The statue obsession first reared its head in Britain with the “Rhodes must fall” campaign at Oxford University. In 2015, activists called for a memorial to 19th-century British colonial politician Cecil Rhodes to be torn down because he “represents white supremacy”. Despite there currently being no students at the university, owing to Covid-19, the movement has predictably been rekindled, following the extrajudicial harbour burial of slaver Edward Colston’s statue in Bristol over the weekend.
It’s now hitting a new fever pitch, with a website dedicated to locating statues depicting anyone involved in the slave trade so that a campaign can be co-ordinated to pull them all down. Mystifyingly, the site’s targets include even Earl Grey, of tea fame, who was prime minister when slavery was abolished, because he paid reparations to the slaver owners, rather than the slaves themselves. A sub-optimal solution, obviously, but better, surely, than leaving thousands in bondage?
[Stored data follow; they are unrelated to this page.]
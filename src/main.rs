//! Trading-bot console
//!
//! Configure automated trading strategies, attach risk limits, and review
//! performance metrics derived from the trade history held by the remote
//! account service.

mod api;
mod credentials;
mod error;
mod metrics;
mod models;
mod risk;

use anyhow::Result;
use chrono::Utc;
use clap::{Parser, Subcommand};
use rust_decimal::Decimal;
use tracing::{info, Level};
use tracing_subscriber::FmtSubscriber;

use crate::api::{AccountClient, OrderRequest};
use crate::metrics::MetricsCalculator;
use crate::models::{BotConfig, BotMetrics, StrategyType, TradeSide};
use crate::risk::{RiskEvaluator, DEFAULT_DAILY_LOSS_LIMIT};

/// Trading-bot console CLI.
#[derive(Parser)]
#[command(name = "tradedesk")]
#[command(about = "Configure trading bots and review their performance", long_about = None)]
struct Cli {
    /// Account service base URL
    #[arg(
        long,
        env = "TRADEDESK_SERVICE_URL",
        default_value = "http://localhost:8080"
    )]
    service_url: String,

    /// Caller identity token, passed through to the account service
    #[arg(long, env = "TRADEDESK_IDENTITY")]
    identity: String,

    /// Log level (trace, debug, info, warn, error)
    #[arg(short, long, default_value = "info")]
    log_level: String,

    #[command(subcommand)]
    command: Commands,
}

#[derive(Subcommand)]
enum Commands {
    /// Show per-bot performance metrics
    Bots,

    /// Show a ledger-wide performance summary
    Portfolio,

    /// Show today's loss-limit consumption
    Risk {
        /// Daily loss limit in quote currency
        #[arg(short = 'd', long, default_value_t = DEFAULT_DAILY_LOSS_LIMIT)]
        limit: Decimal,
    },

    /// Create a bot with default settings (grid, macd-rsi or ema-scalping)
    AddBot {
        strategy: StrategyType,
    },

    /// Flip a bot between automated and manual mode
    ToggleMode {
        /// Position in the configuration list
        index: usize,
    },

    /// Delete a bot configuration (later entries shift down by one)
    RemoveBot {
        /// Position in the configuration list
        index: usize,
    },

    /// Place a manual order
    Trade {
        /// Trading pair, e.g. BTC/USDT
        #[arg(short, long)]
        symbol: String,

        /// buy or sell
        #[arg(long)]
        side: TradeSide,

        /// spot or futures
        #[arg(short, long, default_value = "spot")]
        market: String,

        /// market or limit
        #[arg(short, long, default_value = "market")]
        order_type: String,

        /// Limit price; required for limit orders
        #[arg(short, long)]
        price: Option<Decimal>,

        /// Base-asset quantity
        #[arg(short, long)]
        amount: Decimal,
    },

    /// Manage exchange credentials
    Credentials {
        #[command(subcommand)]
        command: CredentialsCommands,
    },
}

#[derive(Subcommand)]
enum CredentialsCommands {
    /// Validate and store an API key/secret pair
    Save {
        #[arg(long)]
        key: String,

        #[arg(long)]
        secret: String,

        /// Strategies allowed to trade with these credentials
        #[arg(long = "enable")]
        enabled: Vec<StrategyType>,
    },

    /// Remove stored credentials
    Delete,

    /// Check whether credentials are on file
    Status,

    /// Verify stored credentials against the live exchange
    Verify,
}

#[tokio::main]
async fn main() -> Result<()> {
    dotenvy::dotenv().ok();
    let cli = Cli::parse();

    // Setup logging
    let log_level = match cli.log_level.to_lowercase().as_str() {
        "trace" => Level::TRACE,
        "debug" => Level::DEBUG,
        "warn" => Level::WARN,
        "error" => Level::ERROR,
        _ => Level::INFO,
    };

    let subscriber = FmtSubscriber::builder()
        .with_max_level(log_level)
        .with_target(false)
        .finish();
    tracing::subscriber::set_global_default(subscriber)?;

    let client = AccountClient::new(&cli.service_url, &cli.identity)?;

    match cli.command {
        Commands::Bots => {
            let roster = client.fetch_bot_configs().await?;
            let history = client.fetch_trading_history().await?;

            if roster.is_empty() {
                println!("No bots configured. Use 'tradedesk add-bot <strategy>' to create one.");
                return Ok(());
            }

            let metrics = MetricsCalculator::calculate(roster.as_slice(), &history);

            println!(
                "\n{:<3} {:<20} {:<8} {:<9} {:>12} {:>9} {:>7}  {}",
                "#", "BOT", "MARKET", "STATUS", "P/L", "P/L%", "TRADES", "LAST SIGNAL"
            );
            println!("{}", "-".repeat(88));

            for (index, metric) in metrics.iter().enumerate() {
                println!(
                    "{:<3} {:<20} {:<8} {:<9} {:>12} {:>8.2}% {:>7}  {}",
                    index,
                    metric.strategy_type.display_name(),
                    metric.strategy_type.market_kind(),
                    if metric.is_active { "active" } else { "inactive" },
                    format_signed(metric.profit_loss),
                    metric.profit_loss_percent,
                    metric.trade_count,
                    format_signal(metric)
                );
            }
        }

        Commands::Portfolio => {
            let history = client.fetch_trading_history().await?;
            let balance = client.fetch_balance().await?;
            let portfolio = MetricsCalculator::portfolio(&history);

            println!("\n--- Portfolio ---");
            println!("Balance:        ${:.2}", balance);
            println!("Realized P/L:   {}", format_signed(portfolio.profit_loss));
            println!("Total Trades:   {}", portfolio.trade_count);
            println!("Manual Trades:  {}", portfolio.manual_trade_count);
        }

        Commands::Risk { limit } => {
            let history = client.fetch_trading_history().await?;
            let status = RiskEvaluator::evaluate(&history, limit, Utc::now());

            println!("\n--- Risk Management ---");
            println!("Today's P/L:     {}", format_signed(status.daily_profit_loss));
            println!("Remaining Limit: ${:.2}", status.remaining_limit);
            println!(
                "Limit Used:      {:.0}% of ${:.2}",
                status.limit_usage_percent, limit
            );
            println!("Trades Today:    {}", status.trades_today);
        }

        Commands::AddBot { strategy } => {
            let config = BotConfig::default_for(strategy);
            client.save_bot_config(&config).await?;

            info!(strategy = %strategy, "Bot configuration created");
            println!(
                "Created {} in manual mode. Use 'tradedesk toggle-mode' to activate it.",
                strategy.display_name()
            );
            print_strategy_summary(&config);
        }

        Commands::ToggleMode { index } => {
            let roster = client.fetch_bot_configs().await?;
            let toggled = roster.get(index)?.toggle_mode();
            client.update_bot_config(index, &toggled).await?;

            println!(
                "{} is now {}",
                toggled.strategy_type().display_name(),
                if toggled.is_automated() {
                    "automated"
                } else {
                    "manual"
                }
            );
        }

        Commands::RemoveBot { index } => {
            client.delete_bot_config(index).await?;
            println!("Removed bot at index {index}. Later bots shifted down by one.");
        }

        Commands::Trade {
            symbol,
            side,
            market,
            order_type,
            price,
            amount,
        } => {
            let price = match (order_type.as_str(), price) {
                ("limit", Some(p)) => p,
                ("limit", None) => anyhow::bail!("limit orders require --price"),
                // Market orders carry no price.
                _ => Decimal::ZERO,
            };

            let request = OrderRequest {
                symbol: symbol.clone(),
                side,
                order_type: format!("{market}-{order_type}"),
                price,
                amount,
            };

            let order_id = client.place_order(&request).await?;
            info!(order_id = %order_id, symbol = %symbol, "Order placed");
            println!("{} order placed: {}", side.as_str().to_uppercase(), order_id);
        }

        Commands::Credentials { command } => match command {
            CredentialsCommands::Save {
                key,
                secret,
                enabled,
            } => {
                client.save_api_credentials(&key, &secret, enabled).await?;
                println!("Credentials saved.");
            }
            CredentialsCommands::Delete => {
                client.delete_api_credentials().await?;
                println!("Credentials deleted.");
            }
            CredentialsCommands::Status => {
                let exists = client.has_api_credentials().await?;
                println!(
                    "{}",
                    if exists {
                        "Credentials are on file."
                    } else {
                        "No credentials stored."
                    }
                );
            }
            CredentialsCommands::Verify => {
                let valid = client.verify_api_credentials().await?;
                println!(
                    "{}",
                    if valid {
                        "Credentials verified against the exchange."
                    } else {
                        "Verification failed. Check the pair on the exchange side."
                    }
                );
            }
        },
    }

    Ok(())
}

fn print_strategy_summary(config: &BotConfig) {
    use crate::models::StrategyParams;

    match &config.params {
        StrategyParams::Grid(p) => {
            println!(
                "  Price range: ${:.2} - ${:.2} ({} levels, ${:.2} step)",
                p.lower_bound,
                p.upper_bound,
                p.grid_levels,
                p.price_step()
            );
            println!("  Total investment: ${:.2}", p.total_investment());
        }
        StrategyParams::MacdRsi(p) => {
            println!(
                "  Timeframe: {}, leverage: {}x, effective position: ${:.2}",
                p.timeframe.as_str(),
                p.leverage,
                p.effective_position()
            );
        }
        StrategyParams::EmaScalping(p) => {
            println!(
                "  EMA periods: {}/{}, stop loss: {:.2}%, take profit: {:.2}%",
                p.ema9_period, p.ema21_period, p.stop_loss_percent, p.take_profit_percent
            );
        }
    }
}

/// "$12.34" / "-$12.34" with an explicit plus for gains.
fn format_signed(value: Decimal) -> String {
    if value < Decimal::ZERO {
        format!("-${:.2}", -value)
    } else {
        format!("+${value:.2}")
    }
}

fn format_signal(metric: &BotMetrics) -> String {
    match &metric.latest_signal {
        Some(signal) => format!(
            "{} @ {}",
            signal.side.as_str(),
            signal.timestamp.format("%Y-%m-%d %H:%M:%S")
        ),
        None => "-".to_string(),
    }
}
The grievances haven’t stopped with slavery and colonialism, either. The same weekend Colston’s statue was ripped down in the West Country, Winston Churchill’s in London’s Parliament Square was defaced with graffiti that branded him a racist. While it’s true that he may have been less than complimentary about the BAME community in his time, I think we can broadly agree that, on balance, Hitler was worse.
Also on rt.com #BLM protesters should be taking a knee at Churchill statue, not defacing it. Here’s whyDuring the same protest in London, Gandhi’s statue was also emblazoned with the word “racist”. The Mahatma could hardly be accused of being an apologist for British imperialism, and played a huge role in India gaining independence from the Crown. However, rather than focus on that, the protesters have chosen to home in on negative remarks he made about black people when he was a lawyer in South Africa. It isn’t a pleasant fact, but it remains one, nonetheless, that his views were fairly middle-of-the-road for his time. So, should he be condemned for them, rather than being venerated for gaining independence for his homeland?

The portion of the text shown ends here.